Menurut informasi dari leaker Digital Chat Station yang dibagikan melalui Weibo, Snapdragon 8 Elite 2 akan mengusung arsitektur CPU Oryon generasi kedua dari Qualcomm. Berdasarkan data awal di Geekbench 6, chip ini diproyeksikan mampu mencetak skor lebih dari 4.000 poin untuk single-core dan di atas 11.000 untuk multi-core.

Sebagai perbandingan, generasi sebelumnya—Snapdragon 8 Elite—berada di kisaran 3.100 poin untuk single-core dan sekitar 9.800 untuk multi-core. Dengan lonjakan performa sebesar ini, Snapdragon 8 Elite 2 menjanjikan pengalaman komputasi yang lebih cepat dan responsif untuk berbagai skenario penggunaan, termasuk aplikasi berat dan multitasking.

GPU Adreno 840 dan Cache GMEM 16MB

Untuk sektor grafis, Qualcomm dilaporkan akan membekali chipset ini dengan Adreno 840, GPU terbaru yang didesain untuk menangani beban grafis tinggi seperti game AAA mobile, aplikasi rendering, dan pengalaman visual berbasis AI. Dukungan cache GMEM sebesar 16MB turut memperkuat kemampuan pemrosesan grafis dan membantu mengelola temperatur perangkat dengan lebih efisien.

Fitur-fitur ini menandakan bahwa chipset terbaru qualcomm ini tidak hanya fokus pada kecepatan, tetapi juga stabilitas termal serta optimalisasi daya pada perangkat flagship.
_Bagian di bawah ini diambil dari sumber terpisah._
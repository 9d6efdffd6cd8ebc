//! Hysteresis state machine turning amplitude samples into utterances.
//!
//! ```text
//!            amp > threshold
//!   Idle ───────────────────────► Active ──┐ amp > threshold × ratio: voiced
//!    ▲                              │  ▲   │ otherwise: silent (block kept)
//!    │  silence ≥ max_silence       │  └───┘
//!    └──── or length ≥ max_recording┘
//! ```
//!
//! The continue threshold is lower than the start threshold, so a sustained
//! utterance does not fragment across brief dips. A segment is seeded with the
//! pre-roll window at the moment of detection; every later block is appended
//! until the segment ends. Segments whose voiced span (detection to the end
//! of the last voiced block) is shorter than `min_speech` are discarded; the
//! silence that closes a segment does not count towards it.
//!
//! Time is stream time (`AudioBlock::offset`), never wall-clock time.

use std::time::Duration;

use tracing::debug;

use crate::buffering::{
    block::{concat_blocks, AudioBlock},
    preroll::PreRollWindow,
};
use crate::config::VadConfig;
use crate::events::{EndReason, SpeechSegment};

/// Segmenter timing parameters.
#[derive(Debug, Clone, PartialEq)]
pub struct SegmenterParams {
    pub continue_ratio: f64,
    pub min_speech: Duration,
    pub max_silence: Duration,
    pub max_recording: Duration,
    pub trailing_silence: Duration,
}

impl From<&VadConfig> for SegmenterParams {
    fn from(cfg: &VadConfig) -> Self {
        Self {
            continue_ratio: cfg.continue_ratio,
            min_speech: cfg.min_speech(),
            max_silence: cfg.max_silence(),
            max_recording: cfg.max_recording(),
            trailing_silence: cfg.trailing_silence(),
        }
    }
}

impl Default for SegmenterParams {
    fn default() -> Self {
        Self::from(&VadConfig::default())
    }
}

#[derive(Debug, Clone, Copy, PartialEq, Eq)]
pub enum SegmenterState {
    Idle,
    Active,
}

/// Outcome of feeding one block to the segmenter.
#[derive(Debug, Clone, PartialEq)]
pub enum Transition {
    /// Idle and the block did not cross the start threshold.
    Idle,
    /// Idle → Active on this block.
    Started { amplitude: f64 },
    /// Active, block above the continue threshold.
    Voiced,
    /// Active, block below the continue threshold but within bounds.
    Silent,
    /// Active → Idle with a deliverable segment.
    Ended(SpeechSegment),
    /// Active → Idle, but the voiced span was shorter than `min_speech`.
    Discarded {
        duration: Duration,
        voiced: Duration,
        reason: EndReason,
    },
}

#[derive(Debug)]
struct ActiveSegment {
    started_at: Duration,
    last_voiced_at: Duration,
    /// Stream time at which the most recent voiced block ends.
    voiced_until: Duration,
    blocks: Vec<AudioBlock>,
    /// `blocks.len()` right after the most recent voiced block.
    voiced_len: usize,
}

/// Idle/Active utterance state machine.
#[derive(Debug)]
pub struct UtteranceSegmenter {
    params: SegmenterParams,
    active: Option<ActiveSegment>,
}

impl UtteranceSegmenter {
    pub fn new(params: SegmenterParams) -> Self {
        Self {
            params,
            active: None,
        }
    }

    pub fn params(&self) -> &SegmenterParams {
        &self.params
    }

    pub fn params_mut(&mut self) -> &mut SegmenterParams {
        &mut self.params
    }

    pub fn state(&self) -> SegmenterState {
        if self.active.is_some() {
            SegmenterState::Active
        } else {
            SegmenterState::Idle
        }
    }

    pub fn is_active(&self) -> bool {
        self.active.is_some()
    }

    /// Drop any in-progress segment without emitting it.
    pub fn reset(&mut self) -> bool {
        self.active.take().is_some()
    }

    /// Feed one block.
    ///
    /// `pre_roll` must already contain `block` as its newest entry when the
    /// caller follows the usual order (pre-roll first, then segmenter); if it
    /// does not, the block is appended to the seed so it is never lost.
    pub fn advance(
        &mut self,
        amplitude: f64,
        threshold: f64,
        block: &AudioBlock,
        pre_roll: &PreRollWindow,
    ) -> Transition {
        let now = block.offset;

        let Some(active) = self.active.as_mut() else {
            if amplitude <= threshold {
                return Transition::Idle;
            }
            let mut blocks = pre_roll.snapshot();
            if blocks.last().map(|b| b.seq) != Some(block.seq) {
                blocks.push(block.clone());
            }
            debug!(
                amplitude = format_args!("{:.1}", amplitude),
                pre_roll_blocks = blocks.len(),
                at_ms = now.as_millis() as u64,
                "speech started"
            );
            let voiced_len = blocks.len();
            self.active = Some(ActiveSegment {
                started_at: now,
                last_voiced_at: now,
                voiced_until: now + block.duration(),
                blocks,
                voiced_len,
            });
            return Transition::Started { amplitude };
        };

        active.blocks.push(block.clone());
        let voiced = amplitude > threshold * self.params.continue_ratio;
        if voiced {
            active.last_voiced_at = now;
            active.voiced_until = now + block.duration();
            active.voiced_len = active.blocks.len();
        }

        let silence = now.saturating_sub(active.last_voiced_at);
        let length = now.saturating_sub(active.started_at);
        let hit_max_length = length >= self.params.max_recording;
        let hit_silence = silence >= self.params.max_silence;

        if !hit_max_length && !hit_silence {
            return if voiced {
                Transition::Voiced
            } else {
                Transition::Silent
            };
        }

        let reason = if hit_max_length {
            EndReason::MaxLength
        } else {
            EndReason::Silence
        };

        let Some(mut finished) = self.active.take() else {
            return Transition::Idle;
        };

        let voiced = finished.voiced_until.saturating_sub(finished.started_at);
        if voiced < self.params.min_speech {
            debug!(
                voiced_ms = voiced.as_millis() as u64,
                duration_ms = length.as_millis() as u64,
                reason = reason.label(),
                "speech too short, discarded"
            );
            return Transition::Discarded {
                duration: length,
                voiced,
                reason,
            };
        }

        if reason == EndReason::Silence {
            trim_trailing_silence(
                &mut finished.blocks,
                finished.voiced_len,
                self.params.trailing_silence,
            );
        }

        let sample_rate = finished
            .blocks
            .first()
            .map_or(block.sample_rate, |b| b.sample_rate);
        let segment = SpeechSegment {
            audio: concat_blocks(&finished.blocks),
            sample_rate,
            started_at: finished.started_at,
            duration: length,
            reason,
        };
        debug!(
            duration_ms = length.as_millis() as u64,
            blocks = finished.blocks.len(),
            reason = reason.label(),
            "speech ended"
        );
        Transition::Ended(segment)
    }
}

/// Keep at most `keep` of silence after the last voiced block.
fn trim_trailing_silence(blocks: &mut Vec<AudioBlock>, voiced_len: usize, keep: Duration) {
    let mut kept = voiced_len;
    let mut acc = Duration::ZERO;
    for block in blocks.iter().skip(voiced_len) {
        if acc >= keep {
            break;
        }
        acc += block.duration();
        kept += 1;
    }
    blocks.truncate(kept);
}

#[cfg(test)]
mod tests {
    use super::*;

    const RATE: u32 = 16_000;
    const BLOCK: usize = 1600; // 100 ms

    fn block(seq: u64) -> AudioBlock {
        AudioBlock::new(
            seq,
            Duration::from_millis(seq * 100),
            vec![seq as i16; BLOCK],
            RATE,
        )
    }

    struct Harness {
        seg: UtteranceSegmenter,
        pre_roll: PreRollWindow,
        seq: u64,
    }

    impl Harness {
        fn new(params: SegmenterParams) -> Self {
            Self {
                seg: UtteranceSegmenter::new(params),
                pre_roll: PreRollWindow::with_duration(0.5, RATE, BLOCK),
                seq: 0,
            }
        }

        fn feed(&mut self, amplitude: f64) -> Transition {
            let b = block(self.seq);
            self.seq += 1;
            self.pre_roll.push(b.clone());
            self.seg.advance(amplitude, 25.0, &b, &self.pre_roll)
        }
    }

    #[test]
    fn stays_idle_below_start_threshold() {
        let mut h = Harness::new(SegmenterParams::default());
        for _ in 0..20 {
            assert_eq!(h.feed(25.0), Transition::Idle);
        }
        assert_eq!(h.seg.state(), SegmenterState::Idle);
    }

    #[test]
    fn decaying_signal_holds_active_until_silence_timeout() {
        let mut h = Harness::new(SegmenterParams::default());
        assert!(matches!(h.feed(80.0), Transition::Started { .. }));

        // Decays monotonically but stays above 25 × 0.4 = 10.
        for amp in [60.0, 40.0, 30.0, 20.0, 15.0, 11.0] {
            assert_eq!(h.feed(amp), Transition::Voiced);
        }
        // Below the continue threshold: nine silent blocks (0.1 s .. 0.9 s).
        for _ in 0..9 {
            assert_eq!(h.feed(9.0), Transition::Silent);
            assert!(h.seg.is_active());
        }
        // The tenth silent block reaches 1.0 s of silence.
        match h.feed(9.0) {
            Transition::Ended(segment) => assert_eq!(segment.reason, EndReason::Silence),
            other => panic!("expected segment end, got {other:?}"),
        }
        assert!(!h.seg.is_active());
    }

    #[test]
    fn segment_starts_with_pre_roll_contents() {
        let mut h = Harness::new(SegmenterParams::default());
        for _ in 0..8 {
            h.feed(5.0);
        }
        let expected: Vec<i16> = h
            .pre_roll
            .snapshot()
            .iter()
            .skip(1)
            .flat_map(|b| b.samples.clone())
            .chain(block(8).samples)
            .collect();

        assert!(matches!(h.feed(80.0), Transition::Started { .. }));
        for _ in 0..5 {
            h.feed(80.0);
        }
        let segment = loop {
            if let Transition::Ended(segment) = h.feed(5.0) {
                break segment;
            }
        };
        assert_eq!(&segment.audio[..expected.len()], &expected[..]);
        // Seed = blocks 4..=8, the trigger block exactly once.
        assert_eq!(segment.audio[0], 4);
        assert_eq!(segment.audio[4 * BLOCK], 8);
        assert_eq!(segment.audio[5 * BLOCK], 9);
    }

    #[test]
    fn short_spike_is_discarded() {
        let mut h = Harness::new(SegmenterParams {
            max_silence: Duration::from_millis(200),
            ..SegmenterParams::default()
        });
        assert!(matches!(h.feed(90.0), Transition::Started { .. }));
        assert_eq!(h.feed(2.0), Transition::Silent);
        match h.feed(2.0) {
            Transition::Discarded {
                duration,
                voiced,
                reason,
            } => {
                assert_eq!(duration, Duration::from_millis(200));
                assert_eq!(voiced, Duration::from_millis(100));
                assert_eq!(reason, EndReason::Silence);
            }
            other => panic!("expected discard, got {other:?}"),
        }
    }

    #[test]
    fn single_block_spike_opens_then_is_discarded() {
        let mut h = Harness::new(SegmenterParams::default());
        assert!(matches!(h.feed(90.0), Transition::Started { .. }));
        for _ in 0..9 {
            assert_eq!(h.feed(1.0), Transition::Silent);
        }
        // The closing second of silence does not count as speech.
        match h.feed(1.0) {
            Transition::Discarded {
                duration, voiced, ..
            } => {
                assert_eq!(duration, Duration::from_secs(1));
                assert_eq!(voiced, Duration::from_millis(100));
            }
            other => panic!("expected discard, got {other:?}"),
        }
        assert!(!h.seg.is_active());
    }

    #[test]
    fn voiced_span_at_min_speech_is_delivered() {
        let mut h = Harness::new(SegmenterParams::default());
        // Three voiced blocks: 0.3 s of speech.
        assert!(matches!(h.feed(90.0), Transition::Started { .. }));
        h.feed(90.0);
        h.feed(90.0);
        let outcome = loop {
            match h.feed(1.0) {
                Transition::Silent => continue,
                other => break other,
            }
        };
        assert!(matches!(outcome, Transition::Ended(_)), "{outcome:?}");
    }

    #[test]
    fn continuous_speech_is_cut_at_max_recording() {
        let mut h = Harness::new(SegmenterParams::default());
        assert!(matches!(h.feed(80.0), Transition::Started { .. }));
        let mut ended = None;
        for i in 1..200 {
            if let Transition::Ended(segment) = h.feed(80.0) {
                ended = Some((i, segment));
                break;
            }
        }
        let (blocks_after_start, segment) = ended.expect("max length cut");
        assert_eq!(blocks_after_start, 80);
        assert_eq!(segment.reason, EndReason::MaxLength);
        assert_eq!(segment.duration, Duration::from_secs(8));
    }

    #[test]
    fn trailing_silence_is_trimmed_to_configured_tail() {
        let mut h = Harness::new(SegmenterParams::default());
        h.feed(80.0); // seed: just this block (pre-roll held only it)
        for _ in 0..4 {
            h.feed(80.0);
        }
        let segment = loop {
            if let Transition::Ended(segment) = h.feed(1.0) {
                break segment;
            }
        };
        // 5 voiced blocks + 0.2 s tail = 7 blocks.
        assert_eq!(segment.audio.len(), 7 * BLOCK);
    }

    #[test]
    fn inner_silence_is_preserved() {
        let mut h = Harness::new(SegmenterParams::default());
        h.feed(80.0);
        for _ in 0..5 {
            assert_eq!(h.feed(2.0), Transition::Silent);
        }
        assert_eq!(h.feed(80.0), Transition::Voiced);
        let segment = loop {
            if let Transition::Ended(segment) = h.feed(1.0) {
                break segment;
            }
        };
        // 1 + 5 inner silent + 1 voiced + 2 tail blocks.
        assert_eq!(segment.audio.len(), 9 * BLOCK);
    }

    #[test]
    fn reset_discards_active_segment() {
        let mut h = Harness::new(SegmenterParams::default());
        h.feed(80.0);
        assert!(h.seg.reset());
        assert!(!h.seg.reset());
        assert_eq!(h.seg.state(), SegmenterState::Idle);
    }

    #[test]
    fn trim_keeps_nothing_with_zero_tail() {
        let mut blocks: Vec<AudioBlock> = (0..5).map(block).collect();
        trim_trailing_silence(&mut blocks, 2, Duration::ZERO);
        assert_eq!(blocks.len(), 2);
    }
}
Struktur CPU dan Proses Fabrikasi 3nm

Chip ini dikabarkan akan menggunakan konfigurasi CPU 2+6 dengan clock speed maksimum mencapai 5GHz. Basis frekuensinya sendiri diprediksi berada di angka 4,4GHz—sedikit lebih tinggi dari generasi sebelumnya yang mencapai 4,32GHz.

Qualcomm juga disebut akan memanfaatkan proses fabrikasi 3nm generasi ketiga dari TSMC. Proses ini dikenal dengan efisiensi daya yang lebih baik dan kepadatan transistor lebih tinggi, sehingga mendukung performa yang tinggi dalam desain yang lebih kecil dan hemat energi.

Perangkat Pertama yang Akan Mengusung Snapdragon 8 Elite 2

Berdasarkan pola peluncuran sebelumnya, Xiaomi diperkirakan menjadi brand pertama yang menggunakan Snapdragon 8 Elite 2, khususnya melalui seri Xiaomi 16 dan Xiaomi 16 Pro. Selain Xiaomi, beberapa nama lain yang kemungkinan besar menjadi early adopter meliputi:

  • OnePlus 15

  • iQOO 15 dan 15 Pro

  • Honor Magic 8 Series

  • Realme GT 8 Pro

  • Nubia Red Magic 11 Series

  • Redmi K90 Series

Sementara itu, Oppo Find X9 Ultra dan Vivo X300 Ultra juga dirumorkan akan mengandalkan chip ini saat rilis tahun depan. Namun, status Xiaomi 16 Ultra masih belum jelas, apakah akan menggunakan Snapdragon atau beralih ke SoC internal mereka yang disebut Xring.

Dengan segala peningkatan ini, Snapdragon 8 Elite 2 tampaknya akan memainkan peran penting dalam persaingan prosesor mobile kelas atas pada 2025, baik dari sisi performa, efisiensi, maupun ekosistem dukungan brand.

Melihat dari data diatas, bisa dipastikan tiga perangkat yang akan masuk ke Indonesia menggunakan chipset terbaru dari Snapdragon ini.